As we lay on the ground at the brook, taking our ease soldier fashion, the boys were grumbling, chaffing, munching hard tack, or making fires to boil coffee in their tin cups. The other regiments of the brigade came up, an Indiana regiment going into line along the edge of the woods on our right, and the 78th Ohio taking the place on our left, with the 68th near by. De Golyer’s battery of artillery, which always marched with us, stopped in the road near the skirmish line, and two of the guns were pointed down the road, in case any inquisitive chap should be coming from the other direction to see what we were about. Some of our boys sauntered off toward the road to try and find out what the cavalry had seen to put us to the trouble of marching in line three mortal hours. The whole country was still with the stillness which you only see at nooning after a hard day’s work in the fields. The grass where we lay was sweet with clover, and a few wild flowers showed their heads here and there. In the woods not very far away a mocking bird was singing. Near where I was an old dead tree had fallen over on to the big arms of one of its neighbors, and on one of its decaying branches a red squirrel popped up its head, looking down at us along the brownish streak that marked his usual highway to the ground.
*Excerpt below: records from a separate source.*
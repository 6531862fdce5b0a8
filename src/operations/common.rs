//! Building blocks shared by the operation kinds.

use std::collections::BTreeMap;

use super::{OperationContext, OperationError};
use crate::db::{DbError, Record, Tx};
use crate::entities::{
    BlockVolumeEntry, BrickEntry, ClusterEntry, DeviceEntry, NodeEntry, PendingEntity,
    VolumeEntry,
};
use crate::executor::{BrickAddress, BrickRequest, Executor, ExecutorError, VolumeRequest};
use crate::health::{cluster_hosts, run_on_host};
use crate::pending::{ChangeType, PendingOperationEntry};

/// Brick id mapped to whether tearing it down released its device space.
pub(crate) type ReclaimMap = BTreeMap<String, bool>;

/// A brick resolved to the hosts that serve it.
#[derive(Clone, Debug)]
pub(crate) struct BrickTarget {
    pub(crate) manage_host: String,
    pub(crate) storage_host: String,
    pub(crate) request: BrickRequest,
}

impl BrickTarget {
    pub(crate) fn address(&self) -> BrickAddress {
        BrickAddress {
            host: self.storage_host.clone(),
            path: self.request.path.clone(),
        }
    }
}

/// Fails with [`OperationError::Conflict`] when `entity` is owned by an
/// operation.
pub(crate) fn ensure_unowned<E: PendingEntity>(entity: &E) -> Result<(), OperationError> {
    if entity.pending().is_pending() {
        return Err(OperationError::Conflict {
            id: entity.entity_id().to_owned(),
        });
    }
    Ok(())
}

/// Loads the ledger entry `id`, or `None` once it has been completed.
pub(crate) fn load_entry(
    ctx: &OperationContext,
    id: &str,
) -> Result<Option<PendingOperationEntry>, DbError> {
    ctx.db.view(|tx| tx.try_load::<PendingOperationEntry>(id))
}

/// Resolves bricks to their hosts. Bricks that no longer exist are skipped.
pub(crate) fn brick_targets<'i>(
    tx: &Tx<'_>,
    ids: impl IntoIterator<Item = &'i str>,
) -> Result<Vec<BrickTarget>, DbError> {
    let mut targets = Vec::new();
    for id in ids {
        let Some(brick) = tx.try_load::<BrickEntry>(id)? else {
            tracing::debug!(brick = %id, "brick already removed");
            continue;
        };
        let device = tx.load::<DeviceEntry>(&brick.device_id)?;
        let node = tx.load::<NodeEntry>(&brick.node_id)?;
        targets.push(BrickTarget {
            manage_host: node.manage_hostname,
            storage_host: node.storage_hostname,
            request: BrickRequest::new(&brick, &device),
        });
    }
    Ok(targets)
}

/// Gluster view of `vol` built from `targets`.
pub(crate) fn volume_request(vol: &VolumeEntry, targets: &[BrickTarget]) -> VolumeRequest {
    VolumeRequest {
        name: vol.info.name.clone(),
        durability: vol.info.durability,
        bricks: targets.iter().map(BrickTarget::address).collect(),
        options: vol.info.gluster_options.clone(),
    }
}

/// Creates every brick, treating bricks that already exist as done.
pub(crate) async fn create_bricks(
    executor: &dyn Executor,
    targets: &[BrickTarget],
) -> Result<(), ExecutorError> {
    for target in targets {
        match executor
            .brick_create(&target.manage_host, &target.request)
            .await
        {
            Ok(()) => {}
            Err(err) if err.is_already_exists() => {
                tracing::debug!(brick = %target.request.id, "brick already exists");
            }
            Err(err) => return Err(err),
        }
    }
    Ok(())
}

/// Tears every brick down, treating bricks that are already gone as
/// reclaimed.
pub(crate) async fn destroy_bricks(
    executor: &dyn Executor,
    targets: &[BrickTarget],
) -> Result<ReclaimMap, ExecutorError> {
    let mut reclaimed = ReclaimMap::new();
    for target in targets {
        let released = match executor
            .brick_destroy(&target.manage_host, &target.request)
            .await
        {
            Ok(released) => released,
            Err(err) if err.is_not_found() => true,
            Err(err) => return Err(err),
        };
        reclaimed.insert(target.request.id.clone(), released);
    }
    Ok(reclaimed)
}

/// Stops and deletes a gluster volume; a missing volume counts as deleted.
pub(crate) async fn destroy_volume(
    executor: &dyn Executor,
    hosts: &[String],
    name: &str,
) -> Result<(), ExecutorError> {
    let outcome = run_on_host(hosts, |host| {
        Box::pin(async move { executor.volume_destroy(&host, name).await })
    })
    .await;
    match outcome {
        Err(err) if err.is_not_found() => {
            tracing::debug!(volume = %name, "volume already deleted");
            Ok(())
        }
        other => other,
    }
}

/// Carves `bricks` from their devices and attaches them to `vol` on behalf
/// of `op`.
pub(crate) fn reserve_bricks(
    tx: &mut Tx<'_>,
    op: &mut PendingOperationEntry,
    vol: &mut VolumeEntry,
    bricks: Vec<BrickEntry>,
) -> Result<(), OperationError> {
    for mut brick in bricks {
        let mut device = tx.load::<DeviceEntry>(&brick.device_id)?;
        device.storage_allocate(brick.total_size())?;
        device.brick_add(&brick.id);
        op.record_add_brick(&mut brick)?;
        vol.brick_add(&brick.id);
        tx.save(&device)?;
        tx.save(&brick)?;
    }
    Ok(())
}

/// Deletes brick records, returning device space unless teardown reported
/// that it was kept. Bricks already gone are skipped.
pub(crate) fn release_bricks<'i>(
    tx: &mut Tx<'_>,
    ids: impl IntoIterator<Item = &'i str>,
    reclaimed: &ReclaimMap,
) -> Result<(), OperationError> {
    for id in ids {
        let Some(brick) = tx.try_load::<BrickEntry>(id)? else {
            continue;
        };
        if let Some(mut device) = tx.try_load::<DeviceEntry>(&brick.device_id)? {
            if reclaimed.get(id).copied().unwrap_or(true) {
                device.storage_free(brick.total_size())?;
            } else {
                tracing::debug!(brick = %id, device = %device.id, "device space not reclaimed");
            }
            device.brick_delete(id);
            tx.save(&device)?;
        }
        tx.delete::<BrickEntry>(id)?;
    }
    Ok(())
}

/// Deletes a volume record together with its bricks and cluster link.
pub(crate) fn remove_volume(
    tx: &mut Tx<'_>,
    vol_id: &str,
    reclaimed: &ReclaimMap,
) -> Result<(), OperationError> {
    let Some(vol) = tx.try_load::<VolumeEntry>(vol_id)? else {
        return Ok(());
    };
    release_bricks(tx, vol.bricks.iter().map(String::as_str), reclaimed)?;
    if let Some(mut cluster) = tx.try_load::<ClusterEntry>(&vol.info.cluster_id)? {
        cluster.volume_delete(vol_id);
        tx.save(&cluster)?;
    }
    tx.delete::<VolumeEntry>(vol_id)?;
    Ok(())
}

fn release_marker<E: PendingEntity + Record>(
    tx: &mut Tx<'_>,
    op: &PendingOperationEntry,
    id: &str,
) -> Result<(), DbError> {
    if let Some(mut entity) = tx.try_load::<E>(id)? {
        op.finalize(&mut entity);
        tx.save(&entity)?;
    }
    Ok(())
}

/// Clears the pending marker of every entity `op` touched, leaving the
/// entry itself alone.
pub(crate) fn release_entities(
    tx: &mut Tx<'_>,
    op: &PendingOperationEntry,
) -> Result<(), DbError> {
    for action in &op.actions {
        match action.change {
            ChangeType::AddBrick | ChangeType::DeleteBrick => {
                release_marker::<BrickEntry>(tx, op, &action.id)?;
            }
            ChangeType::AddVolume
            | ChangeType::DeleteVolume
            | ChangeType::ExpandVolume
            | ChangeType::CloneVolume
            | ChangeType::SnapshotVolume
            | ChangeType::AddVolumeClone => {
                release_marker::<VolumeEntry>(tx, op, &action.id)?;
            }
            ChangeType::AddBlockVolume | ChangeType::DeleteBlockVolume => {
                release_marker::<BlockVolumeEntry>(tx, op, &action.id)?;
            }
            ChangeType::RemoveDevice => {}
        }
    }
    Ok(())
}

/// Releases every entity of the ledger entry `op_id` and deletes the entry.
/// A missing entry means the work is already done.
pub(crate) fn commit_entry(tx: &mut Tx<'_>, op_id: &str) -> Result<(), DbError> {
    let Some(mut op) = tx.try_load::<PendingOperationEntry>(op_id)? else {
        return Ok(());
    };
    release_entities(tx, &op)?;
    op.delete(tx)
}

/// Ids recorded under `change`, owned.
pub(crate) fn action_ids(op: &PendingOperationEntry, change: ChangeType) -> Vec<String> {
    op.ids_for(change).map(str::to_owned).collect()
}

/// Destroys a volume that an operation created, then its bricks. Returns
/// which bricks released their device space.
pub(crate) async fn teardown_volume(
    ctx: &OperationContext,
    executor: &dyn Executor,
    vol_id: &str,
    brick_ids: &[String],
) -> Result<ReclaimMap, OperationError> {
    let (vol, targets, hosts) = ctx.db.view(|tx| {
        let vol = tx.try_load::<VolumeEntry>(vol_id)?;
        let targets = brick_targets(tx, brick_ids.iter().map(String::as_str))?;
        let hosts = match &vol {
            Some(found) => cluster_hosts(tx, &found.info.cluster_id, ctx.health.as_ref())?,
            None => Vec::new(),
        };
        Ok::<_, DbError>((vol, targets, hosts))
    })?;
    if let Some(found) = &vol {
        destroy_volume(executor, &hosts, &found.info.name).await?;
    }
    Ok(destroy_bricks(executor, &targets).await?)
}

/// Deletes what `op` was creating: its new bricks, then its new volumes.
pub(crate) fn discard_created(
    tx: &mut Tx<'_>,
    op: &PendingOperationEntry,
    reclaimed: &ReclaimMap,
) -> Result<(), OperationError> {
    release_bricks(tx, op.ids_for(ChangeType::AddBrick), reclaimed)?;
    for vol_id in op.ids_for(ChangeType::AddVolume) {
        remove_volume(tx, vol_id, reclaimed)?;
    }
    Ok(())
}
“Bang cr r r r r rang! Bang cr r r r r r rang!” came the two shells from the peaceable country in front, bursting over the heads of the groups in the road. There was a running to and fro, and almost immediately De Golyer replied with his two guns to this sudden challenge of the enemy whose existence we had just been disputing. We all jumped, of course, every man feeling as he hadn’t felt since the last time he was caught stealing apples. But we hadn’t time to more than turn our heads when from out of the quiet woods on the other side of the brook there came a great yell, of thousands of voices, followed by such a crashing roar of musketry as one doesn’t very often hear unless he has been prepared for it.

“Attention, battalion, take arms, forward march,” shouted Colonel Force, and we all blessed him for knowing exactly what to do, and for doing it. As one man, the boys seized their guns -- some were barefoot, for they were washing their feet in the brook; some had the coffee in their hands which the first scare had made them clutch from the fire; and some twenty or thirty were dead or wounded from that first volley. But quick as thought, all who could stand had taken their guns and plunged through the brook. On the other side, not fifty yards distant, the enemy were crashing through the underbrush in a magnificent line determined to carry all before them.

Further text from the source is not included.